È lo scarto tra la nostra aspirazione all’autorealizzazione e le reali necessità del mondo del lavoro che, secondo il saggista Alberto Ventura, causa un malessere persistente nella società odierna. Nel suo intervento al Teatro Gobetti in dialogo con la sociologa Francesca Coin nell’ambito di Biennale Democrazia, Ventura ha ribadito che la “civiltà moderna si fonda sull’idea che ognuno di noi sia destinato a realizzare se stesso nel corso della propria esistenza”.
Questa promessa, però, non può essere mantenuta. Perché dall’altro lato ci sono le esigenze del sistema capitalistico, che tende intrinsecamente alla parcellizzazione del lavoro, all’ottimizzazione e alla razionalizzazione dei processi produttivi. Ciò condanna i lavoratori a task sempre meno realizzanti e sempre più alienanti. Secondo Ventura, la realizzazione di sé può apparire come una strategia percorribile per accedere alle posizioni più ambite in società, le uniche che sfuggono alla divisione del lavoro.
Ciò condanna le persone a una infelicità perenne e a una feroce lotta per l’affermazione sociale che lascia inevitabilmente numerosi sconfitti.

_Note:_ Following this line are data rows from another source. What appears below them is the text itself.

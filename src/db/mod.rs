pub mod comment_repo;
pub mod like_repo;
pub mod video_repo;
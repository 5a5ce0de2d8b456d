/// Data models for the media service
///
/// This module defines structures for:
/// - Video: lifecycle state, storage keys, and derived counters
/// - VideoLike: one row per (video, user) pair
/// - VideoComment: single-level threaded comments
use chrono::{DateTime, Utc};
use serde::{Deserialize, Serialize};
use uuid::Uuid;

// ========================================
// Video Models
// ========================================

/// Video status in the system lifecycle
///
/// Transitions are one-directional: uploading -> processing -> ready | failed.
/// Only the lifecycle service performs uploading -> processing; only the
/// encode worker performs the terminal transition.
#[derive(Debug, Clone, Copy, PartialEq, Eq, Serialize, Deserialize)]
#[serde(rename_all = "lowercase")]
pub enum VideoStatus {
    Uploading,
    Processing,
    Ready,
    Failed,
}

impl VideoStatus {
    pub fn as_str(&self) -> &'static str {
        match self {
            Self::Uploading => "uploading",
            Self::Processing => "processing",
            Self::Ready => "ready",
            Self::Failed => "failed",
        }
    }

    pub fn from_str(s: &str) -> Option<Self> {
        match s {
            "uploading" => Some(Self::Uploading),
            "processing" => Some(Self::Processing),
            "ready" => Some(Self::Ready),
            "failed" => Some(Self::Failed),
            _ => None,
        }
    }
}

/// Uploader kind — breeders and adopters can both publish videos
#[derive(Debug, Clone, Copy, PartialEq, Eq, Serialize, Deserialize)]
#[serde(rename_all = "lowercase")]
pub enum UploaderRole {
    Breeder,
    Adopter,
}

impl UploaderRole {
    pub fn as_str(&self) -> &'static str {
        match self {
            Self::Breeder => "breeder",
            Self::Adopter => "adopter",
        }
    }

    pub fn from_str(s: &str) -> Option<Self> {
        match s {
            "breeder" => Some(Self::Breeder),
            "adopter" => Some(Self::Adopter),
            _ => None,
        }
    }
}

/// Video database entity
#[derive(Debug, Clone, Serialize, Deserialize, sqlx::FromRow)]
pub struct Video {
    pub id: Uuid,
    pub uploader_id: Uuid,
    pub uploader_role: String,
    pub title: String,
    pub description: Option<String>,
    pub tags: Vec<String>,
    pub status: String,
    pub raw_key: String,
    pub hls_prefix: Option<String>,
    pub thumbnail_key: Option<String>,
    pub duration_seconds: i32,
    pub width: i32,
    pub height: i32,
    pub view_count: i64,
    pub like_count: i64,
    pub comment_count: i64,
    pub is_public: bool,
    pub failure_reason: Option<String>,
    pub created_at: DateTime<Utc>,
    pub updated_at: DateTime<Utc>,
}

impl Video {
    pub fn get_status(&self) -> VideoStatus {
        VideoStatus::from_str(&self.status).unwrap_or(VideoStatus::Uploading)
    }
}

/// Video response DTO; playback/thumbnail URLs are signed at read time
#[derive(Debug, Clone, Serialize, Deserialize)]
pub struct VideoResponse {
    pub id: String,
    pub uploader_id: String,
    pub uploader_role: String,
    pub title: String,
    pub description: Option<String>,
    pub tags: Vec<String>,
    pub status: String,
    pub duration_seconds: i32,
    pub width: i32,
    pub height: i32,
    pub view_count: i64,
    pub like_count: i64,
    pub comment_count: i64,
    pub is_public: bool,
    pub playback_url: Option<String>,
    pub thumbnail_url: Option<String>,
    pub failure_reason: Option<String>,
    pub created_at: i64,
}

impl VideoResponse {
    /// Build a response without signed URLs; the lifecycle service fills
    /// them in for `ready` videos.
    pub fn from_video(video: Video) -> Self {
        let failure_reason = if video.get_status() == VideoStatus::Failed {
            video.failure_reason.clone()
        } else {
            None
        };
        Self {
            id: video.id.to_string(),
            uploader_id: video.uploader_id.to_string(),
            uploader_role: video.uploader_role,
            title: video.title,
            description: video.description,
            tags: video.tags,
            status: video.status,
            duration_seconds: video.duration_seconds,
            width: video.width,
            height: video.height,
            view_count: video.view_count,
            like_count: video.like_count,
            comment_count: video.comment_count,
            is_public: video.is_public,
            playback_url: None,
            thumbnail_url: None,
            failure_reason,
            created_at: video.created_at.timestamp(),
        }
    }
}

/// Issue-upload-URL request DTO
#[derive(Debug, Clone, Serialize, Deserialize)]
pub struct IssueUploadUrlRequest {
    pub title: String,
    pub description: Option<String>,
    pub tags: Option<Vec<String>>,
}

/// Issue-upload-URL response: the client PUTs the raw file to `upload_url`
#[derive(Debug, Clone, Serialize, Deserialize)]
pub struct UploadTicketResponse {
    pub video_id: String,
    pub upload_url: String,
    pub storage_key: String,
    pub expires_in_secs: u64,
}

/// Visibility toggle response
#[derive(Debug, Clone, Serialize, Deserialize)]
pub struct VisibilityResponse {
    pub id: String,
    pub is_public: bool,
}

// ========================================
// Like Models
// ========================================

/// One row per (video, user) pair; uniqueness enforced by the database
#[derive(Debug, Clone, Serialize, Deserialize, sqlx::FromRow)]
pub struct VideoLike {
    pub id: Uuid,
    pub video_id: Uuid,
    pub user_id: Uuid,
    pub user_role: String,
    pub created_at: DateTime<Utc>,
}

/// Like toggle / status response, counts read back from the video row
#[derive(Debug, Clone, Serialize, Deserialize)]
pub struct LikeStatusResponse {
    pub video_id: String,
    pub is_liked: bool,
    pub like_count: i64,
}

// ========================================
// Comment Models
// ========================================

/// Video comment entity; `parent_id` points at a top-level comment on the
/// same video (one level of nesting only)
#[derive(Debug, Clone, Serialize, Deserialize, sqlx::FromRow)]
pub struct VideoComment {
    pub id: Uuid,
    pub video_id: Uuid,
    pub author_id: Uuid,
    pub author_role: String,
    pub parent_id: Option<Uuid>,
    pub content: String,
    pub is_deleted: bool,
    pub created_at: DateTime<Utc>,
    pub updated_at: DateTime<Utc>,
}

/// Comment response DTO
#[derive(Debug, Clone, Serialize, Deserialize)]
pub struct CommentResponse {
    pub id: String,
    pub video_id: String,
    pub author_id: String,
    pub author_role: String,
    pub parent_id: Option<String>,
    pub content: String,
    pub reply_count: i64,
    pub created_at: i64,
    pub updated_at: i64,
}

impl CommentResponse {
    pub fn from_comment(comment: VideoComment, reply_count: i64) -> Self {
        Self {
            id: comment.id.to_string(),
            video_id: comment.video_id.to_string(),
            author_id: comment.author_id.to_string(),
            author_role: comment.author_role,
            parent_id: comment.parent_id.map(|id| id.to_string()),
            content: comment.content,
            reply_count,
            created_at: comment.created_at.timestamp(),
            updated_at: comment.updated_at.timestamp(),
        }
    }
}

/// Create comment request
#[derive(Debug, Clone, Serialize, Deserialize)]
pub struct CreateCommentRequest {
    pub content: String,
    pub parent_id: Option<String>,
}

/// Update comment request
#[derive(Debug, Clone, Serialize, Deserialize)]
pub struct UpdateCommentRequest {
    pub content: String,
}

// ========================================
// Tag Models
// ========================================

/// Aggregated tag popularity over ready + public videos
#[derive(Debug, Clone, Serialize, Deserialize, sqlx::FromRow)]
pub struct TagStats {
    pub tag: String,
    pub video_count: i64,
    pub total_views: i64,
}

// ========================================
// Pagination
// ========================================

/// Paginated listing wrapper
#[derive(Debug, Clone, Serialize, Deserialize)]
pub struct Page<T> {
    pub items: Vec<T>,
    pub page: i64,
    pub limit: i64,
    pub total: i64,
}

#[cfg(test)]
mod tests {
    use super::*;

    #[test]
    fn test_status_round_trip() {
        for status in [
            VideoStatus::Uploading,
            VideoStatus::Processing,
            VideoStatus::Ready,
            VideoStatus::Failed,
        ] {
            assert_eq!(VideoStatus::from_str(status.as_str()), Some(status));
        }
        assert_eq!(VideoStatus::from_str("published"), None);
    }

    #[test]
    fn test_role_round_trip() {
        assert_eq!(UploaderRole::from_str("breeder"), Some(UploaderRole::Breeder));
        assert_eq!(UploaderRole::from_str("adopter"), Some(UploaderRole::Adopter));
        assert_eq!(UploaderRole::from_str("admin"), None);
    }

    #[test]
    fn test_failure_reason_only_exposed_when_failed() {
        let mut video = sample_video();
        video.status = "processing".to_string();
        video.failure_reason = Some("stale".to_string());
        assert_eq!(VideoResponse::from_video(video.clone()).failure_reason, None);

        video.status = "failed".to_string();
        assert_eq!(
            VideoResponse::from_video(video).failure_reason,
            Some("stale".to_string())
        );
    }

    fn sample_video() -> Video {
        Video {
            id: Uuid::new_v4(),
            uploader_id: Uuid::new_v4(),
            uploader_role: "breeder".to_string(),
            title: "puppy-intro".to_string(),
            description: None,
            tags: vec![],
            status: "uploading".to_string(),
            raw_key: "videos/raw/x.mp4".to_string(),
            hls_prefix: None,
            thumbnail_key: None,
            duration_seconds: 0,
            width: 0,
            height: 0,
            view_count: 0,
            like_count: 0,
            comment_count: 0,
            is_public: true,
            failure_reason: None,
            created_at: Utc::now(),
            updated_at: Utc::now(),
        }
    }
}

La promessa di autorealizzazione costituisce dunque un inganno che ci relega a una condizione di delusione permanente. Ma questo immaginario è un pilastro della nostra società che possiamo ritrovare nei grandi classici della letteratura e che viene diffuso a partire dall’istruzione scolastica.
Coin, autrice de Le grandi dimissioni, che narra del fenomeno della disaffezione nei confronti del proprio lavoro e dell’ondata di dimissioni volontarie che ha recentemente investito gli Stati Uniti e altri Paesi, ritiene che sia sempre più difficile accedere all’autorealizzazione. È questo a creare disaffezione verso il proprio mestiere, specialmente nelle fasce più basse del mercato del lavoro, come i settori della ristorazione, dell’educazione, della cooperazione.
Questa tendenza è riscontrabile in numerosi Paesi differenti, dove il mercato del lavoro è organizzato secondo principi simili. A causare disaffezione contribuisce la valutazione invadente della performance personale, che porta stress e malessere psicologico ai lavoratori. Secondo Coin “stiamo assistendo a un deterioramento delle condizioni di lavoro che assume una dimensione sistemica, specialmente in Italia”. Questo deterioramento però non è compensato da un aumento dei salari.
Il risultato è che le persone abbandonano il loro mestiere nonostante la disoccupazione sia giunta a livelli critici in Italia. In una società sempre più polarizzata sia politicamente che economicamente, stiamo vivendo una crisi sistemica del mondo del lavoro non più compensata da un incremento degli stipendi. In questo contesto, abbandonare la propria occupazione rappresenta un “piccolo atto di affermazione di sé”.